While enjoying a meal at the wedding, the woman began to feel a painful pressure in her chest that then spread to her arms. The sensation persisted for several hours, although the pain subsided enough that she opted to remain at the reception. The next day, chest pain, discomfort and general feelings of weakness prompted her to seek medical care.
What happened next: Emergency room physicians performed an ultrasound and detected abnormal activity in the patient’s left ventricle, the part of the heart that performs most of the organ’s pumping action. Some segments of the heart muscle were not contracting at all, and other segments had reduced contractions. The disruption was “moderate to severe,” doctors wrote in a report of the case.

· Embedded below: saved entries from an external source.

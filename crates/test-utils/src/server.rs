//! In-process HTTP server emulating the catalog API and archive hosting.
//!
//! Provides endpoints for:
//! - `GET /api/3/action/resource_show?id=<resource>` - catalog lookup
//! - `GET /files/:name` - archive download honouring `Range: bytes=a-b`

use std::collections::HashMap;
use std::net::SocketAddr;
use std::sync::atomic::{AtomicUsize, Ordering};
use std::sync::{Arc, Mutex};

use axum::{
    extract::{Extension, Path, Query},
    http::{header, HeaderMap, StatusCode},
    response::{IntoResponse, Response},
    routing::get,
    Json, Router,
};
use bytes::Bytes;
use serde_json::json;
use tokio::task::JoinHandle;

#[derive(Default)]
struct ServerState {
    base_url: String,
    /// resource id -> archive URL returned by the catalog
    resources: Mutex<HashMap<String, String>>,
    /// resource ids answered with `success: false`
    failing: Mutex<Vec<String>>,
    archives: Mutex<HashMap<String, Bytes>>,
    lookups: Mutex<HashMap<String, usize>>,
    catalog_requests: AtomicUsize,
    range_requests: AtomicUsize,
}

/// Running test server; shut down when dropped.
pub struct TestServer {
    addr: SocketAddr,
    state: Arc<ServerState>,
    handle: JoinHandle<()>,
}

impl TestServer {
    /// Bind an ephemeral port and start serving.
    pub async fn start() -> Self {
        let listener = tokio::net::TcpListener::bind("127.0.0.1:0")
            .await
            .expect("bind test server");
        let addr = listener.local_addr().expect("test server address");

        let state = Arc::new(ServerState {
            base_url: format!("http://{addr}"),
            ..Default::default()
        });

        let app = Router::new()
            .route("/api/3/action/resource_show", get(resource_show))
            .route("/files/:name", get(archive))
            .layer(Extension(state.clone()));

        let handle = tokio::spawn(async move {
            let _ = axum::serve(listener, app).await;
        });

        Self {
            addr,
            state,
            handle,
        }
    }

    pub fn base_url(&self) -> String {
        format!("http://{}", self.addr)
    }

    /// Catalog API base, as used for `CATALOG_BASE_URL`.
    pub fn catalog_url(&self) -> String {
        format!("{}/api/3", self.base_url())
    }

    /// URL under which an archive added with `add_archive(name, ..)` is served.
    pub fn archive_url(&self, name: &str) -> String {
        format!("{}/files/{}", self.base_url(), name)
    }

    pub fn add_archive(&self, name: &str, data: impl Into<Bytes>) {
        lock(&self.state.archives).insert(name.to_string(), data.into());
    }

    /// Resolve `resource_id` to the archive served as `archive_name`.
    pub fn add_resource(&self, resource_id: &str, archive_name: &str) {
        let url = self.archive_url(archive_name);
        self.add_resource_url(resource_id, &url);
    }

    /// Resolve `resource_id` to an arbitrary URL.
    pub fn add_resource_url(&self, resource_id: &str, url: &str) {
        lock(&self.state.resources).insert(resource_id.to_string(), url.to_string());
    }

    /// Answer lookups of `resource_id` with `success: false`.
    pub fn fail_resource(&self, resource_id: &str) {
        lock(&self.state.failing).push(resource_id.to_string());
    }

    /// Total catalog lookups received.
    pub fn catalog_requests(&self) -> usize {
        self.state.catalog_requests.load(Ordering::SeqCst)
    }

    /// Catalog lookups received for one resource id.
    pub fn lookups_for(&self, resource_id: &str) -> usize {
        lock(&self.state.lookups)
            .get(resource_id)
            .copied()
            .unwrap_or(0)
    }

    /// Archive range requests received.
    pub fn range_requests(&self) -> usize {
        self.state.range_requests.load(Ordering::SeqCst)
    }
}

impl Drop for TestServer {
    fn drop(&mut self) {
        self.handle.abort();
    }
}

fn lock<T>(mutex: &Mutex<T>) -> std::sync::MutexGuard<'_, T> {
    mutex.lock().unwrap_or_else(|poisoned| poisoned.into_inner())
}

/// GET /api/3/action/resource_show
async fn resource_show(
    Extension(state): Extension<Arc<ServerState>>,
    Query(params): Query<HashMap<String, String>>,
) -> Response {
    state.catalog_requests.fetch_add(1, Ordering::SeqCst);
    let id = params.get("id").cloned().unwrap_or_default();
    *lock(&state.lookups).entry(id.clone()).or_default() += 1;

    if lock(&state.failing).contains(&id) {
        return Json(json!({
            "success": false,
            "error": { "message": "Not found", "__type": "Not Found Error" }
        }))
        .into_response();
    }

    match lock(&state.resources).get(&id) {
        Some(url) => Json(json!({
            "help": format!("{}/api/3/action/help_show?name=resource_show", state.base_url),
            "success": true,
            "result": { "id": id, "url": url, "format": "ZIP" }
        }))
        .into_response(),
        None => (
            StatusCode::NOT_FOUND,
            Json(json!({
                "success": false,
                "error": { "message": "Not found", "__type": "Not Found Error" }
            })),
        )
            .into_response(),
    }
}

/// GET /files/:name
async fn archive(
    Extension(state): Extension<Arc<ServerState>>,
    Path(name): Path<String>,
    headers: HeaderMap,
) -> Response {
    let Some(data) = lock(&state.archives).get(&name).cloned() else {
        return StatusCode::NOT_FOUND.into_response();
    };

    let range = headers
        .get(header::RANGE)
        .and_then(|v| v.to_str().ok())
        .and_then(parse_range);

    let Some((start, end)) = range else {
        return (StatusCode::OK, [(header::ACCEPT_RANGES, "bytes")], data).into_response();
    };

    state.range_requests.fetch_add(1, Ordering::SeqCst);
    let total = data.len() as u64;
    if start >= total {
        return (
            StatusCode::RANGE_NOT_SATISFIABLE,
            [(header::CONTENT_RANGE, format!("bytes */{total}"))],
        )
            .into_response();
    }
    let end = end.min(total - 1);

    (
        StatusCode::PARTIAL_CONTENT,
        [
            (header::CONTENT_RANGE, format!("bytes {start}-{end}/{total}")),
            (header::ACCEPT_RANGES, "bytes".to_string()),
        ],
        data.slice(start as usize..=end as usize),
    )
        .into_response()
}

/// `bytes=a-b` -> (a, b)
fn parse_range(value: &str) -> Option<(u64, u64)> {
    let (start, end) = value.strip_prefix("bytes=")?.split_once('-')?;
    let start = start.trim().parse().ok()?;
    let end = end.trim().parse().ok()?;
    (start <= end).then_some((start, end))
}
//! GeoParquet 1.0 encoding.
//!
//! Attributes become nullable Int64/Float64/Utf8 columns in schema order,
//! followed by a WKB `geometry` column. The `geo` key-value metadata
//! declares the geometry column, its CRS and the collection bbox.

use std::fs::File;
use std::sync::Arc;

use arrow_array::{ArrayRef, BinaryArray, Float64Array, Int64Array, RecordBatch, StringArray};
use arrow_schema::{DataType, Field as ArrowField, Schema as ArrowSchema};
use bldg_common::{FeatureCollection, Field, FieldType};
use geo::{Geometry, MultiPolygon};
use geozero::{CoordDimensions, ToWkb};
use parquet::arrow::ArrowWriter;
use parquet::basic::Compression;
use parquet::file::metadata::KeyValue;
use parquet::file::properties::WriterProperties;
use serde_json::json;
use tracing::debug;

use crate::error::{ExportError, Result};
use crate::EXPORT_SRS_ID;

pub const GEOMETRY_COLUMN: &str = "geometry";

const GEOPARQUET_VERSION: &str = "1.0.0";

/// PROJJSON for JGD2011 geographic 2D.
fn projjson() -> serde_json::Value {
    json!({
        "$schema": "https://proj.org/schemas/v0.7/projjson.schema.json",
        "type": "GeographicCRS",
        "name": "JGD2011",
        "datum": {
            "type": "GeodeticReferenceFrame",
            "name": "Japanese Geodetic Datum 2011",
            "ellipsoid": {
                "name": "GRS 1980",
                "semi_major_axis": 6378137,
                "inverse_flattening": 298.257222101
            }
        },
        "coordinate_system": {
            "subtype": "ellipsoidal",
            "axis": [
                {"name": "Geodetic latitude", "abbreviation": "Lat", "direction": "north", "unit": "degree"},
                {"name": "Geodetic longitude", "abbreviation": "Lon", "direction": "east", "unit": "degree"}
            ]
        },
        "id": {"authority": "EPSG", "code": EXPORT_SRS_ID}
    })
}

/// The `geo` file metadata document.
pub(crate) fn geo_metadata(collection: &FeatureCollection) -> serde_json::Value {
    let mut column = json!({
        "encoding": "WKB",
        "geometry_types": ["MultiPolygon"],
        "crs": projjson(),
    });
    if let Some(rect) = collection.bounds() {
        column["bbox"] = json!([rect.min().x, rect.min().y, rect.max().x, rect.max().y]);
    }

    json!({
        "version": GEOPARQUET_VERSION,
        "primary_column": GEOMETRY_COLUMN,
        "columns": { GEOMETRY_COLUMN: column },
    })
}

fn arrow_type(field_type: FieldType) -> DataType {
    match field_type {
        FieldType::Integer => DataType::Int64,
        FieldType::Real => DataType::Float64,
        FieldType::Text => DataType::Utf8,
    }
}

fn attribute_column(collection: &FeatureCollection, field: &Field) -> ArrayRef {
    let values = collection.iter().map(|f| f.attribute(&field.name));
    match field.field_type {
        FieldType::Integer => Arc::new(values.map(|v| v.and_then(|v| v.as_i64())).collect::<Int64Array>()),
        FieldType::Real => Arc::new(values.map(|v| v.and_then(|v| v.as_f64())).collect::<Float64Array>()),
        FieldType::Text => Arc::new(values.map(|v| v.map(|v| v.to_string())).collect::<StringArray>()),
    }
}

fn to_wkb(geometry: &MultiPolygon<f64>) -> Result<Vec<u8>> {
    Ok(Geometry::MultiPolygon(geometry.clone()).to_wkb(CoordDimensions::xy())?)
}

/// Build the single record batch holding `collection`.
pub(crate) fn record_batch(collection: &FeatureCollection) -> Result<RecordBatch> {
    if collection.schema().contains(GEOMETRY_COLUMN) {
        return Err(ExportError::GeoParquet(format!(
            "attribute '{GEOMETRY_COLUMN}' collides with the geometry column"
        )));
    }
    let fields = collection.schema().fields();

    let mut arrow_fields: Vec<ArrowField> = fields
        .iter()
        .map(|f| ArrowField::new(f.name.as_str(), arrow_type(f.field_type), true))
        .collect();
    arrow_fields.push(ArrowField::new(GEOMETRY_COLUMN, DataType::Binary, false));

    let mut columns: Vec<ArrayRef> = fields
        .iter()
        .map(|f| attribute_column(collection, f))
        .collect();

    let geometries = collection
        .iter()
        .map(|f| to_wkb(&f.geometry))
        .collect::<Result<Vec<Vec<u8>>>>()?;
    columns.push(Arc::new(BinaryArray::from_iter_values(geometries.iter())));

    let schema = Arc::new(ArrowSchema::new(arrow_fields));
    Ok(RecordBatch::try_new(schema, columns)?)
}

/// Write `collection` as GeoParquet into `file`.
pub(crate) fn write_geoparquet(collection: &FeatureCollection, file: File) -> Result<()> {
    let batch = record_batch(collection)?;

    let props = WriterProperties::builder()
        .set_compression(Compression::SNAPPY)
        .set_key_value_metadata(Some(vec![KeyValue::new(
            "geo".to_string(),
            geo_metadata(collection).to_string(),
        )]))
        .build();

    let mut writer = ArrowWriter::try_new(file, batch.schema(), Some(props))?;
    writer.write(&batch)?;
    writer.close()?;

    debug!(
        rows = batch.num_rows(),
        columns = batch.num_columns(),
        "Wrote GeoParquet"
    );
    Ok(())
}

#[cfg(test)]
mod tests {
    use super::*;
    use arrow_array::Array;
    use bldg_common::{Feature, Schema, GML_ID};
    use geo::polygon;
    use geozero::wkb::Wkb;
    use geozero::ToGeo;

    fn collection() -> FeatureCollection {
        let schema = Schema::new()
            .with_field(GML_ID, FieldType::Text)
            .with_field("storeysAboveGround", FieldType::Integer);
        let square = polygon![(x: 139.0, y: 35.0), (x: 139.1, y: 35.0), (x: 139.1, y: 35.1)];
        FeatureCollection::from_parts(
            schema,
            vec![
                Feature::new(MultiPolygon(vec![square])).with_attribute(GML_ID, "b1"),
                Feature::new(MultiPolygon(vec![]))
                    .with_attribute(GML_ID, "b2")
                    .with_attribute("storeysAboveGround", 3i64),
            ],
        )
    }

    #[test]
    fn test_record_batch_layout() {
        let batch = record_batch(&collection()).unwrap();
        assert_eq!(batch.num_rows(), 2);
        assert_eq!(batch.num_columns(), 3);
        assert_eq!(batch.schema().field(2).name(), GEOMETRY_COLUMN);

        let storeys = batch
            .column(1)
            .as_any()
            .downcast_ref::<Int64Array>()
            .unwrap();
        assert!(storeys.is_null(0));
        assert_eq!(storeys.value(1), 3);
    }

    #[test]
    fn test_geometry_column_decodes() {
        let source = collection();
        let batch = record_batch(&source).unwrap();
        let wkb = batch
            .column(2)
            .as_any()
            .downcast_ref::<BinaryArray>()
            .unwrap();

        let decoded = Wkb(wkb.value(0).to_vec()).to_geo().unwrap();
        assert_eq!(decoded, Geometry::MultiPolygon(source.features()[0].geometry.clone()));
    }

    #[test]
    fn test_geometry_attribute_is_rejected() {
        let mut source = collection();
        source.push(Feature::new(MultiPolygon(vec![])).with_attribute(GEOMETRY_COLUMN, "x"));
        assert!(matches!(record_batch(&source), Err(ExportError::GeoParquet(_))));
    }

    #[test]
    fn test_geo_metadata() {
        let meta = geo_metadata(&collection());
        assert_eq!(meta["version"], "1.0.0");
        assert_eq!(meta["primary_column"], "geometry");
        assert_eq!(meta["columns"]["geometry"]["encoding"], "WKB");
        assert_eq!(meta["columns"]["geometry"]["crs"]["id"]["code"], 6668);
        assert_eq!(meta["columns"]["geometry"]["bbox"][0], 139.0);
    }
}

The diagnosis: Doctors determined the woman was experiencing a condition called takotsubo cardiomyopathy, also known as “broken heart syndrome,” which produces symptoms that mimic a heart attack, such as chest pain and difficulty breathing. “Takotsubo” refers to a type of Japanese jar used to trap octopuses; the condition distorts the muscles of the left ventricle, making it look like a narrow-necked octopus-catching jar.
Treatment: The woman was given steroids and medications to lower blood pressure, including ACE inhibitors, which relax arteries and veins, and beta-blockers, which block the effects of stress hormones on the heart. Doctors sent her to a cardiac rehabilitation center. After a month, an echocardiogram showed that the patient’s heart activity had returned to normal.
What makes the case unique: Prior to this case, scientific studies had linked takotsubo cardiomyopathy to drug use, neurological illness, physical or emotional stress, and allergic reactions to certain foods. But this case had a cause that had never been recorded before: Minutes before symptoms developed, the woman had mistook wasabi for avocado and swallowed a teaspoon-sized dose.
This is the first example of broken heart syndrome linked to wasabi consumption. Although some of the compounds in wasabi may be beneficial to health, such as cancer-fighting compounds, ingesting an unusually large amount of wasabi may trigger an extreme stress response in the patient, which may interfere with normal heart function.